WORK TO BE COMPLETED: Reproduce the records word for word, with nothing left out.

(DATA TO PROCESS Opens)

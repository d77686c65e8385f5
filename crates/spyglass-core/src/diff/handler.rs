use std::path::{Path, PathBuf};

use image::imageops::{self, FilterType};
use tracing::{debug, info};

use super::errors::DiffError;
use super::types::{ImageHash, SimilarityReport, SimilarityRequest};

/// Build the difference hash of one image file.
///
/// The image is converted to grayscale and resized to
/// `(grid_size + 1) × grid_size` with a fill resize: the aspect ratio
/// is intentionally not preserved, because the hash captures relative
/// luminance gradients, not shape. Each bit compares a pixel to its
/// right neighbor (`1` when the left is darker), concatenated
/// row-major into a `grid_size²`-bit hash.
///
/// dHash is deliberate here over pHash/wHash: it stays sensitive to
/// the small rendering differences a visual regression introduces,
/// and it does NOT treat cropped, watermarked or recompressed
/// variants as the same screen. Identical input bytes always produce
/// bit-identical hashes; the resize filter is fixed and never
/// randomized.
///
/// # Errors
///
/// Returns [`DiffError::ImageLoadFailed`] if the file cannot be read
/// or decoded.
pub fn hash_image(path: &Path, grid_size: u32) -> Result<ImageHash, DiffError> {
    let img = image::open(path).map_err(|e| DiffError::ImageLoadFailed {
        path: path.display().to_string(),
        message: e.to_string(),
    })?;

    let gray = img.to_luma8();
    let resized = imageops::resize(&gray, grid_size + 1, grid_size, FilterType::Triangle);

    let mut bits = Vec::with_capacity((grid_size * grid_size) as usize);
    for row in 0..grid_size {
        for col in 0..grid_size {
            let left = resized.get_pixel(col, row)[0];
            let right = resized.get_pixel(col + 1, row)[0];
            bits.push(left < right);
        }
    }

    debug!(
        event = "core.diff.image_hashed",
        path = %path.display(),
        bits = bits.len()
    );
    Ok(ImageHash::from_bits(bits))
}

/// Compare two screenshots perceptually.
///
/// # Errors
///
/// Returns [`DiffError::ImageLoadFailed`] if either image cannot be
/// loaded, or [`DiffError::HashLengthMismatch`] if the hashes end up
/// with different lengths (only possible through mismatched grid
/// parameters).
pub fn compare(request: &SimilarityRequest) -> Result<SimilarityReport, DiffError> {
    info!(
        event = "core.diff.compare_started",
        image1 = %request.image1_path.display(),
        image2 = %request.image2_path.display(),
        tolerance = request.tolerance
    );

    let hash1 = hash_image(&request.image1_path, request.grid_size)?;
    let hash2 = hash_image(&request.image2_path, request.grid_size)?;

    let distance = hash1.hamming_distance(&hash2)?;
    let report = SimilarityReport::new(distance, hash1.len(), request.tolerance);

    info!(
        event = "core.diff.compare_completed",
        distance,
        is_similar = report.is_similar()
    );
    Ok(report)
}

/// Whether two screenshots show the same screen, within `tolerance`.
///
/// `tolerance` ranges over 0.0 - 1.0; the verdict is
/// `hamming_distance <= tolerance * hash_length`.
pub fn are_similar(
    image1: impl Into<PathBuf>,
    image2: impl Into<PathBuf>,
    tolerance: f64,
) -> Result<bool, DiffError> {
    let request = SimilarityRequest::new(image1, image2).with_tolerance(tolerance);
    compare(&request).map(|report| report.is_similar())
}
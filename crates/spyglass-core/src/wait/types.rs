use std::time::Duration;

/// Budget and cadence for one polling invocation.
///
/// Immutable per invocation; built from the process-wide configured
/// defaults when a call site does not override them.
#[derive(Debug, Clone, Copy, PartialEq, Eq)]
pub struct PollSpec {
    timeout: Duration,
    interval: Duration,
}

impl PollSpec {
    pub fn new(timeout: Duration, interval: Duration) -> Self {
        Self { timeout, interval }
    }

    pub fn from_millis(timeout_ms: u64, interval_ms: u64) -> Self {
        Self {
            timeout: Duration::from_millis(timeout_ms),
            interval: Duration::from_millis(interval_ms),
        }
    }

    /// Per-call timeout override, keeping the configured poll cadence.
    pub fn with_timeout(mut self, timeout: Duration) -> Self {
        self.timeout = timeout;
        self
    }

    pub fn timeout(&self) -> Duration {
        self.timeout
    }

    pub fn interval(&self) -> Duration {
        self.interval
    }

    pub fn timeout_ms(&self) -> u64 {
        self.timeout.as_millis() as u64
    }
}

(DATA TO PROCESS Closes)

ANSWER FOR THE TASK:
repository d77686c65e8385f5
filename crates/spyglass-core/src/diff/handler.rs
use std::path::{Path, PathBuf};

use image::imageops::{self, FilterType};
use tracing::{debug, info};

use super::errors::DiffError;
use super::types::{ImageHash, SimilarityReport, SimilarityRequest};

/// Build the difference hash of one image file.
///
/// The image is converted to grayscale and resized to
/// `(grid_size + 1) × grid_size` with a fill resize: the aspect ratio
/// is intentionally not preserved, because the hash captures relative
/// luminance gradients, not shape. Each bit compares a pixel to its
/// right neighbor (`1` when the left is darker), concatenated
/// row-major into a `grid_size²`-bit hash.
///
/// dHash is deliberate here over pHash/wHash: it stays sensitive to
/// the small rendering differences a visual regression introduces,
/// and it does NOT treat cropped, watermarked or recompressed
/// variants as the same screen. Identical input bytes always produce
/// bit-identical hashes; the resize filter is fixed and never
/// randomized.
///
/// # Errors
///
/// Returns [`DiffError::ImageLoadFailed`] if the file cannot be read
/// or decoded.
pub fn hash_image(path: &Path, grid_size: u32) -> Result<ImageHash, DiffError> {
    let img = image::open(path).map_err(|e| DiffError::ImageLoadFailed {
        path: path.display().to_string(),
        message: e.to_string(),
    })?;

    let gray = img.to_luma8();
    let resized = imageops::resize(&gray, grid_size + 1, grid_size, FilterType::Triangle);

    let mut bits = Vec::with_capacity((grid_size * grid_size) as usize);
    for row in 0..grid_size {
        for col in 0..grid_size {
            let left = resized.get_pixel(col, row)[0];
            let right = resized.get_pixel(col + 1, row)[0];
            bits.push(left < right);
        }
    }

    debug!(
        event = "core.diff.image_hashed",
        path = %path.display(),
        bits = bits.len()
    );
    Ok(ImageHash::from_bits(bits))
}

/// Compare two screenshots perceptually.
///
/// # Errors
///
/// Returns [`DiffError::ImageLoadFailed`] if either image cannot be
/// loaded, or [`DiffError::HashLengthMismatch`] if the hashes end up
/// with different lengths (only possible through mismatched grid
/// parameters).
pub fn compare(request: &SimilarityRequest) -> Result<SimilarityReport, DiffError> {
    info!(
        event = "core.diff.compare_started",
        image1 = %request.image1_path.display(),
        image2 = %request.image2_path.display(),
        tolerance = request.tolerance
    );

    let hash1 = hash_image(&request.image1_path, request.grid_size)?;
    let hash2 = hash_image(&request.image2_path, request.grid_size)?;

    let distance = hash1.hamming_distance(&hash2)?;
    let report = SimilarityReport::new(distance, hash1.len(), request.tolerance);

    info!(
        event = "core.diff.compare_completed",
        distance,
        is_similar = report.is_similar()
    );
    Ok(report)
}

/// Whether two screenshots show the same screen, within `tolerance`.
///
/// `tolerance` ranges over 0.0 - 1.0; the verdict is
/// `hamming_distance <= tolerance * hash_length`.
pub fn are_similar(
    image1: impl Into<PathBuf>,
    image2: impl Into<PathBuf>,
    tolerance: f64,
) -> Result<bool, DiffError> {
    let request = SimilarityRequest::new(image1, image2).with_tolerance(tolerance);
    compare(&request).map(|report| report.is_similar())
}
filename crates/spyglass-core/src/wait/types.rs
use std::time::Duration;

/// Budget and cadence for one polling invocation.
///
/// Immutable per invocation; built from the process-wide configured
/// defaults when a call site does not override them.
#[derive(Debug, Clone, Copy, PartialEq, Eq)]
pub struct PollSpec {
    timeout: Duration,
    interval: Duration,
}

impl PollSpec {
    pub fn new(timeout: Duration, interval: Duration) -> Self {
        Self { timeout, interval }
    }

    pub fn from_millis(timeout_ms: u64, interval_ms: u64) -> Self {
        Self {
            timeout: Duration::from_millis(timeout_ms),
            interval: Duration::from_millis(interval_ms),
        }
    }

    /// Per-call timeout override, keeping the configured poll cadence.
    pub fn with_timeout(mut self, timeout: Duration) -> Self {
        self.timeout = timeout;
        self
    }

    pub fn timeout(&self) -> Duration {
        self.timeout
    }

    pub fn interval(&self) -> Duration {
        self.interval
    }

    pub fn timeout_ms(&self) -> u64 {
        self.timeout.as_millis() as u64
    }
}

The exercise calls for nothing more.